General data security for businesses
- Privacy Impact Assessment (PIA): Companies are obliged to carry out risk assessments. They are also required to specify what safeguards are in place for minimizing risks. This rule becomes particularly relevant when a company is working with cloud computing. Cloud computing is something which often involves handling large amounts of personal data. Companies who store data relating to individuals’ health are likely to be hit even harder, as they are considered to be particularly sensitive and dissemination of the data can be extremely damaging for those involved.
- Employee data: Something which is always tested is the way in which a company processes its employees’ data. Therefore, the regulations in the GDPR relevant to this aspect also concern human resources, something which must be included in the changes.
- Data protection officers: For many companies, a data protection officer has become mandatory. These individuals monitor the individually-developed data protection strategy and GDPR conformity. This does not only apply to companies who work with personal data on a large scale. However, every company that has more than 10 people regularly dealing with personal data must appoint a data protection officer in the future.
- Reporting requirements: The EU GDPR guidelines on how to deal with breakdowns are considerably stricter than previous regulations. Security incidents need to be reported within 72 hours of becoming aware of them. If in doubt you should always report these to the affected persons as well as the relevant authorities.
- Responsibility and fines: It is much easier for companies to be held responsible for violations relating to data they have collected. Punishments for this can include heavy fines.
Security of personal data
- Mandatory documentation: A major focus of the GDPR is on the accountability of companies. Unlike in the past, companies are now obliged to document their data protection compliance by means of in-house documentation. They need to be able to always inform the authorities about the relevant data that is being stored, for which purpose it is stored, how the data is being stored, as well as when it is deleted by the company. If required, the company should be able to provide a list of all this relevant information.

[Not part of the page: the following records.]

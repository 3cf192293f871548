//! Cache Entry Module
//!
//! Defines the structure for individual entries: a shared value and its two
//! expiry timers.

use std::sync::Arc;

use tokio::time::Instant;

use crate::cache::timer::{ExpiryKind, ExpiryTimer};

// == Cache Entry ==
/// A stored value plus its lifetime and idle timers.
///
/// Entries never leave the store; callers only see the `Arc<V>` handle.
#[derive(Debug)]
pub struct CacheEntry<V> {
    /// Store-wide unique id, so a waiter never acts on a successor entry
    pub id: u64,
    /// The stored value
    pub value: Arc<V>,
    lifetime: ExpiryTimer,
    idle: ExpiryTimer,
}

impl<V> CacheEntry<V> {
    // == Constructor ==
    /// Creates an entry from an already armed pair of timers.
    pub fn new(id: u64, value: Arc<V>, lifetime: ExpiryTimer, idle: ExpiryTimer) -> Self {
        Self {
            id,
            value,
            lifetime,
            idle,
        }
    }

    // == Timer ==
    /// Returns the lifetime or idle timer.
    pub fn timer(&self, kind: ExpiryKind) -> &ExpiryTimer {
        match kind {
            ExpiryKind::Lifetime => &self.lifetime,
            ExpiryKind::Idle => &self.idle,
        }
    }

    // == Expired By ==
    /// Returns which timer has run out at `now`, if any.
    ///
    /// The lifetime timer wins a tie.
    pub fn expired_by(&self, now: Instant) -> Option<ExpiryKind> {
        if self.lifetime.is_expired(now) {
            Some(ExpiryKind::Lifetime)
        } else if self.idle.is_expired(now) {
            Some(ExpiryKind::Idle)
        } else {
            None
        }
    }

    // == Overwrite ==
    /// Replaces the value and re-arms both timers, returning the old value.
    pub fn overwrite(
        &mut self,
        value: Arc<V>,
        lifetime_deadline: Instant,
        idle_deadline: Instant,
    ) -> Arc<V> {
        self.lifetime.reset(lifetime_deadline);
        self.idle.reset(idle_deadline);
        std::mem::replace(&mut self.value, value)
    }

    // == Touch ==
    /// Re-arms the idle timer only.
    pub fn touch(&mut self, idle_deadline: Instant) {
        self.idle.reset(idle_deadline);
    }

    // == Retire ==
    /// Consumes the entry after `fired` ran out, stopping the sibling waiter.
    ///
    /// The firing timer belongs to the calling waiter, which returns right
    /// after removal.
    pub fn retire(self, fired: ExpiryKind) -> Arc<V> {
        self.timer(fired.sibling()).stop();
        self.value
    }
}

// == Unit Tests ==
#[cfg(test)]
mod tests {
    use super::*;
    use std::time::Duration;

    fn pending_timer(deadline: Instant) -> ExpiryTimer {
        ExpiryTimer::new(deadline, tokio::spawn(std::future::pending::<()>()))
    }

    fn entry_at(now: Instant, lifetime: u64, idle: u64) -> CacheEntry<String> {
        CacheEntry::new(
            1,
            Arc::new("value".to_string()),
            pending_timer(now + Duration::from_secs(lifetime)),
            pending_timer(now + Duration::from_secs(idle)),
        )
    }

    #[tokio::test(start_paused = true)]
    async fn test_expired_by() {
        let now = Instant::now();
        let entry = entry_at(now, 3, 1);

        assert_eq!(entry.expired_by(now), None);
        assert_eq!(
            entry.expired_by(now + Duration::from_secs(1)),
            Some(ExpiryKind::Idle)
        );
        assert_eq!(
            entry.expired_by(now + Duration::from_secs(3)),
            Some(ExpiryKind::Lifetime)
        );
    }

    #[tokio::test(start_paused = true)]
    async fn test_touch_only_moves_idle() {
        let now = Instant::now();
        let mut entry = entry_at(now, 3, 1);
        let lifetime = entry.timer(ExpiryKind::Lifetime).deadline();

        entry.touch(now + Duration::from_secs(2));

        assert_eq!(entry.timer(ExpiryKind::Lifetime).deadline(), lifetime);
        assert_eq!(
            entry.timer(ExpiryKind::Idle).deadline(),
            now + Duration::from_secs(2)
        );
    }

    #[tokio::test(start_paused = true)]
    async fn test_overwrite_resets_both() {
        let now = Instant::now();
        let mut entry = entry_at(now, 3, 1);
        let later = now + Duration::from_secs(2);

        let previous = entry.overwrite(
            Arc::new("other".to_string()),
            later + Duration::from_secs(3),
            later + Duration::from_secs(1),
        );

        assert_eq!(*previous, "value");
        assert_eq!(*entry.value, "other");
        assert_eq!(entry.expired_by(later + Duration::from_millis(999)), None);
        assert_eq!(
            entry.timer(ExpiryKind::Idle).deadline(),
            later + Duration::from_secs(1)
        );
    }

    #[tokio::test]
    async fn test_retire_returns_value() {
        let entry = entry_at(Instant::now(), 3, 1);
        let value = entry.retire(ExpiryKind::Idle);
        assert_eq!(*value, "value");
    }
}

- Privacy by Design: The Privacy by Design principle means that companies have to take data protection into account as early as during the technical structuring of their business processes. It is not permitted to implement data protection measures retrospectively (i.e., see them being of secondary importance) but instead are required to integrate them into the work process during the development phase. Both products and processes should therefore be designed in such a way that they require as little personal data as possible.
- Privacy by Default: This particular provision of the GDPR stipulates that, in principle, the data protection variant that is most friendly must be implemented in advance. This saves consumers from having to struggle through complex technical settings when trying to impose restrictions on data processing.
- Permission (agreement, works agreement): Individuals still have to explicitly agree to the use of their personal data. In addition, the consent of the employee or consumer is only valid for the stated purpose. And the declaration of consent must be formulated in a way that is comprehensible and should also be easily revocable. Revoking the agreement needs to be as easy for the customer as the original consent. Under the EU GDPR, the requirements for effective consent have increased. A gross imbalance between the parties involved can lead to both the voluntary nature of the contract being void, as well as bring about the conclusion of the contract.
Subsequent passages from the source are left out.